This drug retention approach was also tested by Kozlovskaya et al. who reported the pH-induced post-loading of hydrophilic compounds both in the inner cavity and in the shell of multilayer hydrogel capsules, that were then resealed with 40[thin space (1/6-em)]000 Da dextran. The negatively charged Alexa Fluor 532 dye (Mw = 723.8 Da) was retained inside the positively charged capsule cavity, at pH 5.5, while the cationic doxorubicin (Mw = 543.5 Da) was encapsulated in the anionic shell, at pH 7.5, as showcased in Fig. 3b.120

Another study in this field refers to the one performed by Moreno-Villoslada and colleagues, in which LMW hydrophilic cationic molecules were immobilized in chitosan/poly(sodium 4-styrenesulfonate) nanoparticles through aromatic-aromatic interactions. It was demonstrated that the intensity of the binding between the entrapped molecules and the particles increased with decreasing hydrophilicity. Regardless of the abundance of negative charges, poly(sodium 4-styrenesulfonate) exhibited a lower ability to bind the LMW cationic molecules as it complexed with chitosan. Thus, aromatic-aromatic interactions dictated the association efficiency between positively charged aromatic groups of the molecules and poly (sodium 4-styrenesulfonate), that also contained aromatic groups and was negatively charged.123

In order to provide a sustained release of hydrophilic drugs for a few days, Schulze and co-workers established a polyelectrolyte-layered system composed of alginate beads (in which the drug was incorporated), formed through electrohydrodynamic atomization, that were further coated with polyelectrolyte layers. The addition of polyelectrolyte layers proved to delay the burst release, as verified with adenosine 5′-triphosphate (ATP) (water soluble; Mw = 507 Da). The application of five alternating layers of poly(allyl amine) (polycation layer) and alginate (polyanion layer) led to a more successful sustained release since ATP electrostatically interacted with the polycation layers.124


Covalent conjugation. As opposed to physical adsorption, covalent conjugation (Fig. 3c) exhibits improved stability due to the strong linkages between LMW molecules and the polymers or lipid chains, that can be highly stable (e.g., amide bonds) or cleaved in response to stimuli (e.g., ester bonds and disulfide bonds). Furthermore, by modifying polymer composition and the number of reactive sites as well as the drug-to-polymer ratio, it is possible to control the drug entrapment with high precision. However, coupling agents and solvents, that have inherent toxicity and, consequently, environmental implications and regulatory issues, are often required in this type of drug retention.2,13,123

Studies performed by Zhao et al. have proven that tetrodotoxin (Mw = 319 Da) remained retained in PEGylated and non-PEGylated polymers through hydrolysable ester bonds and its release rate could be controlled, as represented in Fig. 3d, based on the hydrophilicity of the polymers, in a proportional way.13,121

2.2.2. Systems with highlight on physical barriers.
Exploration of multicompartmentalized hydrogel-in-hydrogel devices.

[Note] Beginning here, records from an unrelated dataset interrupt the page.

//! Networking primitives.
//!
//! The types in this module own their socket, keep it registered with a
//! [`Selector`] and retry non-blocking syscalls by arming for readiness on
//! `WouldBlock`. They are single-owner: one in-flight read and one in-flight
//! write at a time per socket (v1 serialization constraint, enforced by
//! `&mut self`).
//!
//! [`Selector`]: crate::Selector

mod channel;
mod tcp;
mod udp;

pub use self::tcp::{TcpListener, TcpStream};
pub use self::udp::UdpSocket;

use std::io;
use std::net::SocketAddr;

use socket2::{Domain, Protocol, Socket, Type};

use crate::Error;

pub(crate) fn would_block(err: &io::Error) -> bool {
    err.kind() == io::ErrorKind::WouldBlock
}

pub(crate) fn interrupted(err: &io::Error) -> bool {
    err.kind() == io::ErrorKind::Interrupted
}

/// Creates a non-blocking socket for `addr`'s family.
pub(crate) fn new_socket(addr: SocketAddr, ty: Type, protocol: Protocol) -> io::Result<Socket> {
    let domain = Domain::for_address(addr);
    // Use `SOCK_NONBLOCK` on platforms that support it.
    #[cfg(any(
        target_os = "android",
        target_os = "dragonfly",
        target_os = "freebsd",
        target_os = "linux",
        target_os = "netbsd",
        target_os = "openbsd"
    ))]
    let ty = ty.nonblocking();
    let socket = Socket::new(domain, ty, Some(protocol))?;
    // Platforms that don't support `SOCK_NONBLOCK`.
    #[cfg(not(any(
        target_os = "android",
        target_os = "dragonfly",
        target_os = "freebsd",
        target_os = "linux",
        target_os = "netbsd",
        target_os = "openbsd"
    )))]
    socket.set_nonblocking(true)?;
    Ok(socket)
}

pub(crate) fn convert_address(addr: socket2::SockAddr) -> Result<SocketAddr, Error> {
    addr.as_socket()
        .ok_or(Error::Internal("non-inet socket address"))
}
//! Kernel-visible wakeup objects, one flavor per platform family.

/// Waker backed by `eventfd`.
///
/// `eventfd` is effectively an 64 bit counter. All writes must be of 8
/// bytes (64 bits) and are converted (native endian) into an 64 bit
/// unsigned integer and added to the count. Reads must also be 8 bytes and
/// reset the count to 0, returning the count.
#[cfg(any(target_os = "linux", target_os = "android"))]
pub(crate) mod eventfd {
    use std::fs::File;
    use std::io::{self, Read, Write};
    use std::os::unix::io::{AsRawFd, FromRawFd, RawFd};

    use crate::driver::Wakeup;
    use crate::sys::unix::syscall;

    #[derive(Debug)]
    pub(crate) struct Waker {
        fd: File,
    }

    impl Waker {
        pub(crate) fn new() -> io::Result<Waker> {
            let fd = syscall!(eventfd(0, libc::EFD_CLOEXEC | libc::EFD_NONBLOCK))?;
            let file = unsafe { File::from_raw_fd(fd) };
            Ok(Waker { fd: file })
        }

        /// Drains the counter after the poll thread observed the wakeup.
        #[allow(clippy::unused_io_amount)] // Don't care about partial reads.
        pub(crate) fn ack(&self) {
            let mut buf: [u8; 8] = 0u64.to_ne_bytes();
            let _ = (&self.fd).read(&mut buf);
        }
    }

    impl Wakeup for Waker {
        #[allow(clippy::unused_io_amount)] // Don't care about partial writes.
        fn wake(&self) -> io::Result<()> {
            let buf: [u8; 8] = 1u64.to_ne_bytes();
            match (&self.fd).write(&buf) {
                Ok(_) => Ok(()),
                Err(ref err) if err.kind() == io::ErrorKind::WouldBlock => {
                    // Writing only blocks if the counter is going to
                    // overflow, so drain it and wake again.
                    self.ack();
                    self.wake()
                }
                Err(err) => Err(err),
            }
        }
    }

    impl AsRawFd for Waker {
        fn as_raw_fd(&self) -> RawFd {
            self.fd.as_raw_fd()
        }
    }
}

/// Waker backed by a kqueue user event (`EVFILT_USER`).
#[cfg(any(
    target_os = "freebsd",
    target_os = "ios",
    target_os = "macos",
    target_os = "tvos",
    target_os = "visionos",
    target_os = "watchos",
))]
pub(crate) mod kevent {
    use std::io;
    use std::os::unix::io::{AsRawFd, OwnedFd};

    use crate::driver::Wakeup;

    /// Identifier of the user event inside the kqueue.
    pub(crate) const WAKER_IDENT: usize = 0;

    #[derive(Debug)]
    pub(crate) struct Waker {
        // Own dup of the kqueue fd so `wake` works from any thread while the
        // poll thread owns the driver.
        kq: OwnedFd,
    }

    impl Waker {
        pub(crate) fn new(kq: &OwnedFd) -> io::Result<Waker> {
            let kq = kq.try_clone()?;
            let mut kevent = libc::kevent {
                ident: WAKER_IDENT,
                filter: libc::EVFILT_USER,
                flags: libc::EV_ADD | libc::EV_CLEAR | libc::EV_RECEIPT,
                fflags: 0,
                data: 0,
                udata: std::ptr::null_mut(),
            };
            let n = unsafe { libc::kevent(kq.as_raw_fd(), &kevent, 1, &mut kevent, 1, std::ptr::null()) };
            if n == -1 {
                return Err(io::Error::last_os_error());
            }
            if (kevent.flags & libc::EV_ERROR) != 0 && kevent.data != 0 {
                return Err(io::Error::from_raw_os_error(kevent.data as i32));
            }
            Ok(Waker { kq })
        }
    }

    impl Wakeup for Waker {
        fn wake(&self) -> io::Result<()> {
            let mut kevent = libc::kevent {
                ident: WAKER_IDENT,
                filter: libc::EVFILT_USER,
                flags: libc::EV_ADD | libc::EV_RECEIPT,
                fflags: libc::NOTE_TRIGGER,
                data: 0,
                udata: std::ptr::null_mut(),
            };
            let n = unsafe { libc::kevent(self.kq.as_raw_fd(), &kevent, 1, &mut kevent, 1, std::ptr::null()) };
            if n == -1 {
                return Err(io::Error::last_os_error());
            }
            if (kevent.flags & libc::EV_ERROR) != 0 && kevent.data != 0 {
                return Err(io::Error::from_raw_os_error(kevent.data as i32));
            }
            Ok(())
        }
    }
}

/// Waker backed by a non-blocking pipe, for kqueue platforms without
/// `EVFILT_USER`.
#[cfg(any(target_os = "dragonfly", target_os = "netbsd", target_os = "openbsd"))]
pub(crate) mod pipe {
    use std::fs::File;
    use std::io::{self, Read, Write};
    use std::os::unix::io::{AsRawFd, FromRawFd, RawFd};

    use crate::driver::Wakeup;
    use crate::sys::unix::syscall;

    #[derive(Debug)]
    pub(crate) struct Waker {
        sender: File,
        receiver: File,
    }

    impl Waker {
        pub(crate) fn new() -> io::Result<Waker> {
            let mut fds = [-1; 2];
            syscall!(pipe2(fds.as_mut_ptr(), libc::O_NONBLOCK | libc::O_CLOEXEC))?;
            Ok(Waker {
                sender: unsafe { File::from_raw_fd(fds[1]) },
                receiver: unsafe { File::from_raw_fd(fds[0]) },
            })
        }

        /// Drains the pipe after the poll thread observed the wakeup.
        pub(crate) fn ack(&self) {
            let mut buf = [0u8; 4096];
            loop {
                match (&self.receiver).read(&mut buf) {
                    Ok(n) if n > 0 => continue,
                    _ => return,
                }
            }
        }

        /// The read end, registered with the kqueue.
        pub(crate) fn as_raw_fd(&self) -> RawFd {
            self.receiver.as_raw_fd()
        }
    }

    impl Wakeup for Waker {
        fn wake(&self) -> io::Result<()> {
            match (&self.sender).write(&[1]) {
                Ok(_) => Ok(()),
                // The pipe is full, the poll thread will wake anyway.
                Err(ref err) if err.kind() == io::ErrorKind::WouldBlock => Ok(()),
                Err(err) => Err(err),
            }
        }
    }
}
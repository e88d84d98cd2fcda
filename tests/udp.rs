//! UDP datagram round-trips, including connected mode.

use futures::executor::block_on;

use selio::net::UdpSocket;

mod util;
use util::{any_local_address, init_with_selector};

#[test]
fn is_send_and_sync() {
    util::assert_send::<UdpSocket>();
    util::assert_sync::<UdpSocket>();
}

#[test]
fn send_to_and_recv_from() {
    let selector = init_with_selector();

    block_on(async {
        let mut alpha = UdpSocket::bind(&selector, any_local_address()).await.unwrap();
        let mut beta = UdpSocket::bind(&selector, any_local_address()).await.unwrap();
        let beta_addr = beta.local_addr().unwrap();

        assert_eq!(alpha.send_to(b"ping", beta_addr).await.unwrap(), 4);

        let mut buf = [0; 16];
        let (n, from) = beta.recv_from(&mut buf).await.unwrap();
        assert_eq!(&buf[..n], b"ping");
        assert_eq!(from, alpha.local_addr().unwrap());

        alpha.close().await.unwrap();
        beta.close().await.unwrap();
    });
    selector.shutdown();
}

#[test]
fn connected_mode_send_and_recv() {
    let selector = init_with_selector();

    block_on(async {
        let mut alpha = UdpSocket::bind(&selector, any_local_address()).await.unwrap();
        let mut beta = UdpSocket::bind(&selector, any_local_address()).await.unwrap();

        alpha.connect(beta.local_addr().unwrap()).unwrap();
        beta.connect(alpha.local_addr().unwrap()).unwrap();

        assert_eq!(alpha.send(b"marco").await.unwrap(), 5);
        let mut buf = [0; 16];
        assert_eq!(beta.recv(&mut buf).await.unwrap(), 5);
        assert_eq!(&buf[..5], b"marco");

        assert_eq!(beta.send(b"polo").await.unwrap(), 4);
        let n = alpha.recv(&mut buf).await.unwrap();
        assert_eq!(&buf[..n], b"polo");

        alpha.close().await.unwrap();
        beta.close().await.unwrap();
    });
    selector.shutdown();
}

Since multilayer hydrogels have emerged as an excellent alternative to the drug leakage phenomenon that monolayer hydrogels face, Hu et al. created a double-layer hydrogel sustained-release system (Fig. 4a) consisting of a polysaccharide (SA and carboxymethyl cellulose) inner core, formed through physical crosslinking of Ca2+, and a synthetic polymer (poly(acrylamide) or its derivatives) outer layer, added by chemical crosslinking. Considering the advantages of these systems, namely the possibility to control both layers, that can be relatively independent from each other, it was possible to control the release profile of LMW drugs (indomethacin and metformin), by changing not only the inner layer composition but also the thickness of the outer layer of the hydrogel. The inner interpenetrating network hydrogel, formed by natural polymers, exhibited an alkaline pH-sensitive behaviour, avoiding the burst release phenomenon in the stomach and providing a sustained release in the intestinal environment. This effect was reinforced by the synthetic polymer outer layer that, owing to its residual swelling capacity, could prevent the inner hydrogel expansion and further drug diffusion, controlling drug release. It was proven that the inner hydrogel layer tended to gradually erode, due to the weak physical crosslinking, while the outer hydrogel kept its integrity towards swelling. Thus, it was possible to achieve a sustained-release effect, that was also positively affected by increasing the thickness of the outer layer. When exposed to the intestinal pH, indomethacin (Mw = 358 Da, hydrophobic molecule) was gradually released due to the equilibrium between the swell of the inner layer and the diffusion resistance offered by the thickness of the outer layer. However, this behaviour was not displayed by metformin (Mw = 129 Da, hydrophilic drug), that, by contrast, exhibited a burst-release effect, being almost totally released in 2 h. These results, depicted in Fig. 4b, corroborated how challenging it is to control the release of hydrophilic LMW drugs because, owing to its water solubility, metformin easily diffused through the hydrogel, even before the occurrence of swelling.14
image file: d3gc04183b-f4.tif
Fig. 4 Strategies to retain low molecular weight molecules with highlight on physical barriers (created with BioRender.com). (a) Double-layer hydrogel sustained–release system. (b) Graphical representation of the cumulative release of indomethacin (IDM), metformin (MH) and bovine serum albumin (BSA) (high molecular weight molecule). BSA and IDM were gradually released while MH exhibited a burst release. (c) Polyelectrolyte multilayer capsules (PEMCs) in vaterite CaCO3 crystal templates. (d) Graphical representation of the effect of the thickness of the coating in the controlled release of cisplatin from layer-by-layer (LbL) nanocapsules. (b) and (d) were reproduced from ref. 14 and 125, respectively, with permissions from Nature Portfolio (https://creativecommons.org/licenses/by/4.0/.), copyright 2021, and Elsevier Ltd, copyright 2015.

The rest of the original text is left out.